Presentation by Martin Zubeldia
Assistant Professor, Department of Industrial and Systems Engineering
University of Minnesota
3:30 pm - Seminar
4:30 pm - Reception, cookies and coffee
About the seminar:
We study the concentration behavior of a stochastic approximation algorithm under a contractive operator with respect to an arbitrary norm. We consider two settings where the iterates are potentially unbounded: (1) bounded multiplicative noise, and (2) additive sub-Gaussian noise. We obtain concentration bounds on the convergence errors, and show that these errors have sub-Gaussian tails in the additive noise setting, and super-polynomial tails (faster than polynomial decay) in the multiplicative noise setting. Moreover, our bounds hold anytime in the sense that the entire sample path lies within a tube of decaying radius with high probability.
To demonstrate the applicability of our theoretical results, we use them to provide anytime high probability bounds for a large class of reinforcement learning algorithms, including but not limited to on-policy TD-learning with linear function approximation, off-policy TD-learning with generalized importance sampling factors, and Q-learning. To the best of our knowledge, super-polynomial concentration bounds for off-policy TD-learning have not been established in the literature due to the challenge of handling the combination of unbounded iterates and multiplicative noise.
Zubeldia is an Assistant Professor in the department of Industrial and Systems Engineering (ISyE) at the University of Minnesota. Before joining the University of Minnesota, he spent a year as a Postdoctoral Fellow in the department of Industrial and Systems Engineering at the Georgia Institute of Technology, and two years as a Postdoc in the department of Mathematics and Computer Science at the Eindhoven University of Technology and in the Korteweg-de Vries Institute for Mathematics at the University of Amsterdam. He received a PhD in Electrical Engineering from the Massachusetts Institute of Technology (2019), and a M.Sc. in Engineering (2014) and a B.Sc. in Electronics Engineering (2012) from Universidad ORT Uruguay.

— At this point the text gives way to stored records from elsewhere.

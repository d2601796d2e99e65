use operation::ResponseKey;

#[derive(Debug, PartialEq, Eq, PartialOrd, Ord, Clone, Default)]
pub struct ErrorPath(Vec<ErrorPathSegment>);

impl std::ops::Deref for ErrorPath {
    type Target = Vec<ErrorPathSegment>;
    fn deref(&self) -> &Self::Target {
        &self.0
    }
}

impl std::ops::DerefMut for ErrorPath {
    fn deref_mut(&mut self) -> &mut Self::Target {
        &mut self.0
    }
}

#[derive(Debug, PartialEq, Eq, PartialOrd, Ord, Clone)]
pub enum ErrorPathSegment {
    Field(ResponseKey),
    Index(usize),
}

impl serde::Serialize for ErrorPath {
    fn serialize<S>(&self, serializer: S) -> Result<S::Ok, S::Error>
    where
        S: serde::Serializer,
    {
        serializer.collect_seq(self.0.iter())
    }
}

impl serde::Serialize for ErrorPathSegment {
    fn serialize<S>(&self, serializer: S) -> Result<S::Ok, S::Error>
    where
        S: serde::Serializer,
    {
        match self {
            ErrorPathSegment::Field(key) => serializer.serialize_str(key),
            ErrorPathSegment::Index(index) => serializer.serialize_u64(*index as u64),
        }
    }
}

pub trait InsertIntoErrorPath {
    fn insert_into(self, path: &mut ErrorPath);
}

impl InsertIntoErrorPath for ErrorPathSegment {
    fn insert_into(self, path: &mut ErrorPath) {
        path.0.push(self);
    }
}

impl InsertIntoErrorPath for ResponseKey {
    fn insert_into(self, path: &mut ErrorPath) {
        path.0.push(ErrorPathSegment::Field(self));
    }
}

impl InsertIntoErrorPath for &ResponseKey {
    fn insert_into(self, path: &mut ErrorPath) {
        path.0.push(ErrorPathSegment::Field(self.clone()));
    }
}

impl InsertIntoErrorPath for usize {
    fn insert_into(self, path: &mut ErrorPath) {
        path.0.push(ErrorPathSegment::Index(self));
    }
}

trait InsertAllIntoErrorPath {
    fn insert_all_into(self, path: &mut ErrorPath);
}

impl<T: InsertIntoErrorPath> InsertAllIntoErrorPath for T {
    fn insert_all_into(self, path: &mut ErrorPath) {
        self.insert_into(path);
    }
}

impl<T: InsertIntoErrorPath> InsertAllIntoErrorPath for Vec<T> {
    fn insert_all_into(self, path: &mut ErrorPath) {
        for item in self {
            item.insert_into(path);
        }
    }
}

impl<T1: InsertAllIntoErrorPath, T2: InsertAllIntoErrorPath> InsertAllIntoErrorPath for (T1, T2) {
    fn insert_all_into(self, path: &mut ErrorPath) {
        self.0.insert_all_into(path);
        self.1.insert_all_into(path);
    }
}

impl<T1: InsertAllIntoErrorPath, T2: InsertAllIntoErrorPath, T3: InsertAllIntoErrorPath> InsertAllIntoErrorPath
    for (T1, T2, T3)
{
    fn insert_all_into(self, path: &mut ErrorPath) {
        self.0.insert_all_into(path);
        self.1.insert_all_into(path);
        self.2.insert_all_into(path);
    }
}

impl<T: InsertAllIntoErrorPath> From<T> for ErrorPath {
    fn from(t: T) -> Self {
        let mut path = ErrorPath(Vec::new());
        t.insert_all_into(&mut path);
        path
    }
}

impl FromIterator<ErrorPathSegment> for ErrorPath {
    fn from_iter<I: IntoIterator<Item = ErrorPathSegment>>(iter: I) -> Self {
        ErrorPath(iter.into_iter().collect())
    }
}
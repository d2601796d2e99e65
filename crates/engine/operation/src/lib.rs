mod collect;
mod model;

pub use collect::*;
pub use model::*;
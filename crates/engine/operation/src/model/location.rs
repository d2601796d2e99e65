/// Position of a selection in the operation document, 1-based.
#[derive(Default, Debug, Clone, Copy, PartialEq, Eq, Hash, serde::Serialize)]
pub struct Location {
    pub line: u32,
    pub column: u32,
}

impl Location {
    pub fn new(line: u32, column: u32) -> Self {
        Location { line, column }
    }
}

impl std::fmt::Display for Location {
    fn fmt(&self, f: &mut std::fmt::Formatter<'_>) -> std::fmt::Result {
        write!(f, "{}:{}", self.line, self.column)
    }
}
use std::collections::HashSet;

use indexmap::IndexMap;
use schema::{DefinitionId, Schema};

use crate::{FieldSelection, Location, Operation, ResponseKey, Selection, SelectionSet};

/// All the selections of an object sharing the same response key.
#[derive(Debug, Clone)]
pub struct CollectedField<'op> {
    pub response_key: ResponseKey,
    pub name: &'op str,
    /// In document order, never empty.
    pub selections: Vec<&'op FieldSelection>,
}

impl<'op> CollectedField<'op> {
    pub fn selection(&self) -> &'op FieldSelection {
        self.selections[0]
    }

    pub fn locations(&self) -> impl Iterator<Item = Location> + '_ {
        self.selections.iter().map(|selection| selection.location)
    }

    /// Sub-selections of every merged selection, collected together for the field's value.
    pub fn selection_sets(&self) -> impl Iterator<Item = &'op SelectionSet> + '_ {
        self.selections.iter().map(|selection| &selection.selection_set)
    }
}

/// Collects the fields selected on an object of type `object_id`.
///
/// Fields are returned in the order their response key first appears in the document. Fragments
/// are only expanded if their type condition applies to the object, and each named fragment is
/// expanded at most once.
pub fn collect_fields<'op>(
    schema: &Schema,
    operation: &'op Operation,
    object_id: DefinitionId,
    selection_sets: impl IntoIterator<Item = &'op SelectionSet>,
) -> Vec<CollectedField<'op>> {
    let mut collector = FieldCollector {
        schema,
        operation,
        object_id,
        visited_fragments: HashSet::new(),
        fields: IndexMap::new(),
    };
    for selection_set in selection_sets {
        collector.collect(selection_set);
    }
    collector.fields.into_values().collect()
}

struct FieldCollector<'s, 'op> {
    schema: &'s Schema,
    operation: &'op Operation,
    object_id: DefinitionId,
    visited_fragments: HashSet<&'op str>,
    fields: IndexMap<&'op str, CollectedField<'op>>,
}

impl<'op> FieldCollector<'_, 'op> {
    fn collect(&mut self, selection_set: &'op SelectionSet) {
        for selection in selection_set {
            match selection {
                Selection::Field(field) => {
                    self.fields
                        .entry(field.response_key())
                        .or_insert_with(|| CollectedField {
                            response_key: field.response_key().into(),
                            name: &field.name,
                            selections: Vec::new(),
                        })
                        .selections
                        .push(field);
                }
                Selection::InlineFragment(fragment) => {
                    if fragment
                        .type_condition
                        .as_deref()
                        .is_none_or(|type_condition| self.applies(type_condition))
                    {
                        self.collect(&fragment.selection_set);
                    }
                }
                Selection::FragmentSpread(spread) => {
                    if !self.visited_fragments.insert(&spread.fragment_name) {
                        continue;
                    }
                    let Some(fragment) = self.operation.fragments.get(&spread.fragment_name) else {
                        continue;
                    };
                    if self.applies(&fragment.type_condition) {
                        self.collect(&fragment.selection_set);
                    }
                }
            }
        }
    }

    fn applies(&self, type_condition: &str) -> bool {
        self.schema.type_condition_applies(type_condition, self.object_id)
    }
}

#[cfg(test)]
mod tests {
    use pretty_assertions::assert_eq;
    use schema::SchemaBuilder;

    use super::*;
    use crate::{FragmentSpread, InlineFragment};

    fn schema() -> Schema {
        let mut builder = SchemaBuilder::new();
        builder
            .add_object("Query", &[], &[("hero", "Character")])
            .add_interface("Character", &[("id", "ID!"), ("name", "String")])
            .add_object(
                "Droid",
                &["Character"],
                &[("id", "ID!"), ("name", "String"), ("primaryFunction", "String")],
            )
            .add_object("Human", &["Character"], &[("id", "ID!"), ("name", "String"), ("height", "Float")]);
        builder.build().unwrap()
    }

    fn keys(fields: &[CollectedField<'_>]) -> Vec<(String, usize)> {
        fields
            .iter()
            .map(|field| (field.response_key.to_string(), field.selections.len()))
            .collect()
    }

    #[test]
    fn first_occurrence_order_and_merging() {
        let schema = schema();
        let operation = Operation::query([FieldSelection::new("hero")
            .selections([
                FieldSelection::new("name").into(),
                FieldSelection::new("id").alias("heroId").into(),
                InlineFragment::new(
                    Some("Droid"),
                    [
                        FieldSelection::new("primaryFunction").into(),
                        FieldSelection::new("name").into(),
                    ],
                )
                .into(),
                InlineFragment::new(Some("Human"), [FieldSelection::new("height").into()]).into(),
                FragmentSpread::new("characterFields").into(),
            ])
            .into()])
        .with_fragment(
            "characterFields",
            "Character",
            [FieldSelection::new("id").into(), FieldSelection::new("name").into()],
        );

        let Selection::Field(hero) = operation.selection_set.iter().next().unwrap() else {
            unreachable!()
        };
        let droid = schema.definition_by_name("Droid").unwrap();
        let fields = collect_fields(&schema, &operation, droid, [&hero.selection_set]);

        assert_eq!(
            keys(&fields),
            vec![
                ("name".to_string(), 3),
                ("heroId".to_string(), 1),
                ("primaryFunction".to_string(), 1),
                ("id".to_string(), 1),
            ]
        );
        assert_eq!(fields[1].name, "id");

        let human = schema.definition_by_name("Human").unwrap();
        let fields = collect_fields(&schema, &operation, human, [&hero.selection_set]);
        assert_eq!(
            keys(&fields),
            vec![
                ("name".to_string(), 2),
                ("heroId".to_string(), 1),
                ("height".to_string(), 1),
                ("id".to_string(), 1),
            ]
        );
    }

    #[test]
    fn fragments_are_expanded_once() {
        let schema = schema();
        let operation = Operation::query([
            FragmentSpread::new("root").into(),
            FragmentSpread::new("root").into(),
            FragmentSpread::new("missing").into(),
        ])
        .with_fragment(
            "root",
            "Query",
            [FieldSelection::new("hero").into(), FragmentSpread::new("root").into()],
        );

        let fields = collect_fields(
            &schema,
            &operation,
            schema.query_type(),
            [&operation.selection_set],
        );
        assert_eq!(keys(&fields), vec![("hero".to_string(), 1)]);
    }

    #[test]
    fn merged_sub_selections() {
        let schema = schema();
        let operation = Operation::query([
            FieldSelection::new("hero")
                .selections([FieldSelection::new("id").into()])
                .into(),
            FieldSelection::new("hero")
                .selections([FieldSelection::new("name").into()])
                .into(),
        ]);

        let fields = collect_fields(
            &schema,
            &operation,
            schema.query_type(),
            [&operation.selection_set],
        );
        assert_eq!(fields.len(), 1);

        let droid = schema.definition_by_name("Droid").unwrap();
        let sub_fields = collect_fields(&schema, &operation, droid, fields[0].selection_sets());
        assert_eq!(
            keys(&sub_fields),
            vec![("id".to_string(), 1), ("name".to_string(), 1)]
        );
    }
}
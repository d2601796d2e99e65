/// An error produced by a resolver in place of a value.
#[derive(Debug, Clone, PartialEq, thiserror::Error)]
#[error("{message}")]
pub struct FieldError {
    pub message: String,
    /// Path reported to the client, defaults to the path of the field being completed.
    pub path: Option<Vec<PathSegment>>,
    pub extensions: Vec<(String, serde_json::Value)>,
}

#[derive(Debug, Clone, PartialEq, Eq)]
pub enum PathSegment {
    Field(String),
    Index(usize),
}

impl FieldError {
    pub fn new(message: impl Into<String>) -> Self {
        FieldError {
            message: message.into(),
            path: None,
            extensions: Vec::new(),
        }
    }

    #[must_use]
    pub fn with_path(mut self, path: impl IntoIterator<Item = PathSegment>) -> Self {
        self.path = Some(path.into_iter().collect());
        self
    }

    #[must_use]
    pub fn with_extension(mut self, key: impl Into<String>, value: impl Into<serde_json::Value>) -> Self {
        self.extensions.push((key.into(), value.into()));
        self
    }
}

impl From<&str> for PathSegment {
    fn from(field: &str) -> Self {
        PathSegment::Field(field.to_string())
    }
}

impl From<usize> for PathSegment {
    fn from(index: usize) -> Self {
        PathSegment::Index(index)
    }
}
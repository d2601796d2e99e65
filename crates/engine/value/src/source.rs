use crate::ResolvedValue;

/// Persistent stack of the objects enclosing the value being completed, innermost last.
///
/// Pushing returns a new stack sharing its structure with the receiver, so a stack can be
/// handed to every child field of an object without copying.
#[derive(Debug, Clone, Default)]
pub struct SourceStack(im::Vector<ResolvedValue>);

impl SourceStack {
    pub fn new(root: ResolvedValue) -> Self {
        SourceStack(im::vector![root])
    }

    #[must_use]
    pub fn push(&self, value: ResolvedValue) -> Self {
        let mut sources = self.0.clone();
        sources.push_back(value);
        SourceStack(sources)
    }

    /// The innermost source.
    pub fn peek(&self) -> Option<&ResolvedValue> {
        self.0.last()
    }

    pub fn len(&self) -> usize {
        self.0.len()
    }

    pub fn is_empty(&self) -> bool {
        self.0.is_empty()
    }

    /// Sources from the innermost to the root.
    pub fn iter(&self) -> impl Iterator<Item = &ResolvedValue> + '_ {
        self.0.iter().rev()
    }
}

#[cfg(test)]
mod tests {
    use pretty_assertions::assert_eq;

    use super::*;

    #[test]
    fn push_does_not_mutate_the_receiver() {
        let root = SourceStack::new(ResolvedValue::Int(0));
        let child = root.push(ResolvedValue::Int(1));
        let sibling = root.push(ResolvedValue::Int(2));

        assert_eq!(root.len(), 1);
        assert!(matches!(child.peek(), Some(ResolvedValue::Int(1))));
        assert!(matches!(sibling.peek(), Some(ResolvedValue::Int(2))));
        assert_eq!(
            child.iter().map(|value| value.kind().to_string()).collect::<Vec<_>>(),
            vec!["Int", "Int"]
        );
    }
}
mod location;
mod response_key;
mod selection_set;

use indexmap::IndexMap;

pub use location::*;
pub use response_key::*;
pub use selection_set::*;

#[derive(Debug, Clone, Copy, PartialEq, Eq, strum::Display)]
#[strum(serialize_all = "lowercase")]
pub enum OperationType {
    Query,
    Mutation,
}

#[derive(Debug, Clone)]
pub struct Operation {
    pub ty: OperationType,
    pub name: Option<String>,
    pub selection_set: SelectionSet,
    pub fragments: IndexMap<String, FragmentDefinition>,
}

#[derive(Debug, Clone)]
pub struct FragmentDefinition {
    pub name: String,
    pub type_condition: String,
    pub selection_set: SelectionSet,
}

impl Operation {
    pub fn query(selections: impl IntoIterator<Item = Selection>) -> Self {
        Self::new(OperationType::Query, selections)
    }

    pub fn mutation(selections: impl IntoIterator<Item = Selection>) -> Self {
        Self::new(OperationType::Mutation, selections)
    }

    fn new(ty: OperationType, selections: impl IntoIterator<Item = Selection>) -> Self {
        Operation {
            ty,
            name: None,
            selection_set: selections.into_iter().collect(),
            fragments: IndexMap::new(),
        }
    }

    #[must_use]
    pub fn with_name(mut self, name: impl Into<String>) -> Self {
        self.name = Some(name.into());
        self
    }

    #[must_use]
    pub fn with_fragment(
        mut self,
        name: impl Into<String>,
        type_condition: impl Into<String>,
        selections: impl IntoIterator<Item = Selection>,
    ) -> Self {
        let name = name.into();
        self.fragments.insert(
            name.clone(),
            FragmentDefinition {
                name,
                type_condition: type_condition.into(),
                selection_set: selections.into_iter().collect(),
            },
        );
        self
    }
}
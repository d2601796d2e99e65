mod builder;
mod definition;
mod resolve;
mod scalars;
mod ty;

use std::ops::Index;

use indexmap::IndexMap;
use value::{ResolvedValue, SourceStack};

pub use builder::*;
pub use definition::*;
pub use resolve::*;
pub use scalars::*;
pub use ty::*;
pub use wrapping::{ListWrapping, Wrapping};

#[derive(Debug, Clone, Copy, PartialEq, Eq, PartialOrd, Ord, Hash)]
pub struct DefinitionId(u32);

impl DefinitionId {
    fn new(index: usize) -> Self {
        DefinitionId(index as u32)
    }

    fn index(self) -> usize {
        self.0 as usize
    }
}

#[derive(Debug)]
pub struct Schema {
    definitions: Vec<Definition>,
    definitions_by_name: IndexMap<String, DefinitionId>,
    query: DefinitionId,
    mutation: Option<DefinitionId>,
}

impl Index<DefinitionId> for Schema {
    type Output = Definition;

    fn index(&self, id: DefinitionId) -> &Self::Output {
        &self.definitions[id.index()]
    }
}

impl Schema {
    pub fn builder() -> SchemaBuilder {
        SchemaBuilder::new()
    }

    pub fn query_type(&self) -> DefinitionId {
        self.query
    }

    pub fn mutation_type(&self) -> Option<DefinitionId> {
        self.mutation
    }

    pub fn definition_by_name(&self, name: &str) -> Option<DefinitionId> {
        self.definitions_by_name.get(name).copied()
    }

    pub fn definitions(&self) -> impl Iterator<Item = (DefinitionId, &Definition)> + '_ {
        self.definitions
            .iter()
            .enumerate()
            .map(|(index, definition)| (DefinitionId::new(index), definition))
    }

    /// The definition with this id, if it belongs to this schema.
    pub fn get(&self, id: DefinitionId) -> Option<&Definition> {
        self.definitions.get(id.index())
    }

    pub fn object(&self, id: DefinitionId) -> Option<&ObjectDefinition> {
        match self.get(id)? {
            Definition::Object(object) => Some(object),
            _ => None,
        }
    }

    /// Whether `object_id` is `abstract_id` itself or one of its possible types.
    pub fn is_possible_type(&self, abstract_id: DefinitionId, object_id: DefinitionId) -> bool {
        abstract_id == object_id || self[abstract_id].possible_types().contains(&object_id)
    }

    /// Whether a fragment with the given type condition applies to objects of `object_id`.
    pub fn type_condition_applies(&self, type_condition: &str, object_id: DefinitionId) -> bool {
        self.definition_by_name(type_condition)
            .is_some_and(|condition| self.is_possible_type(condition, object_id))
    }

    /// Determines the object type of a value completed at an object, interface or union type.
    ///
    /// Abstract types use their type resolver if they have one, and the `__typename` hint of the
    /// value otherwise. The result is not checked against the possible types.
    pub fn resolve_concrete_type(
        &self,
        definition_id: DefinitionId,
        sources: &SourceStack,
        value: &ResolvedValue,
    ) -> Option<DefinitionId> {
        let definition = &self[definition_id];
        if let Definition::Object(_) = definition {
            return Some(definition_id);
        }

        if let Some(type_resolver) = definition.type_resolver() {
            let ctx = AbstractTypeContext {
                schema: self,
                abstract_type: definition_id,
                sources,
            };
            return type_resolver.resolve_concrete_type(ctx, value);
        }

        match value {
            ResolvedValue::Object(object) => object.typename().and_then(|name| self.definition_by_name(name)),
            _ => None,
        }
    }

    /// Parses a type reference such as `[Character!]` against this schema's definitions.
    pub fn parse_type(&self, ty: &str) -> Option<Type> {
        let (name, wrapping) = wrapping::parse_type(ty).ok()?;
        Some(Type::new(self.definition_by_name(name)?, wrapping))
    }

    pub fn type_display(&self, ty: Type) -> wrapping::TypeDisplay<'_> {
        ty.wrapping.type_display(self[ty.definition_id].name())
    }
}
use std::{any::Any, fmt};

use crate::ResolvedValue;

/// Reference to an object returned by a resolver.
pub trait ResolvedObject: fmt::Debug + Send + Sync {
    /// Name of the runtime representation, reported when no object type can be determined.
    fn runtime_type_name(&self) -> &str;

    /// The GraphQL object type this value claims to be, if it knows.
    fn typename(&self) -> Option<&str> {
        None
    }

    /// Property lookup used by the default field resolver.
    fn field(&self, name: &str) -> Option<ResolvedValue> {
        let _ = name;
        None
    }

    fn to_json(&self) -> Option<serde_json::Value> {
        None
    }

    fn as_any(&self) -> &dyn Any;
}

/// A JSON object, `__typename` is used as the object type hint.
#[derive(Debug, Clone, Default, PartialEq)]
pub struct JsonObject(serde_json::Map<String, serde_json::Value>);

impl JsonObject {
    pub fn new(map: serde_json::Map<String, serde_json::Value>) -> Self {
        JsonObject(map)
    }
}

impl ResolvedObject for JsonObject {
    fn runtime_type_name(&self) -> &str {
        "JsonObject"
    }

    fn typename(&self) -> Option<&str> {
        self.0.get("__typename").and_then(serde_json::Value::as_str)
    }

    fn field(&self, name: &str) -> Option<ResolvedValue> {
        self.0.get(name).cloned().map(Into::into)
    }

    fn to_json(&self) -> Option<serde_json::Value> {
        Some(serde_json::Value::Object(self.0.clone()))
    }

    fn as_any(&self) -> &dyn Any {
        self
    }
}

His research primarily focuses on using applied probability for the modeling, analysis, and control of large-scale stochastic decision and learning systems. He is particularly interested in exploring the fundamental tradeoffs between performance, efficiency, and scalability that arise in these systems, and in how traditional model-based analysis can be combined with newer data-centric approaches to get the best of both worlds. His research has been recognized as a finalist in the 2019 INFORMS APS Best Student Paper Award, and as a finalist in the 2016 INFORMS George E. Nicholson Student Paper Competition.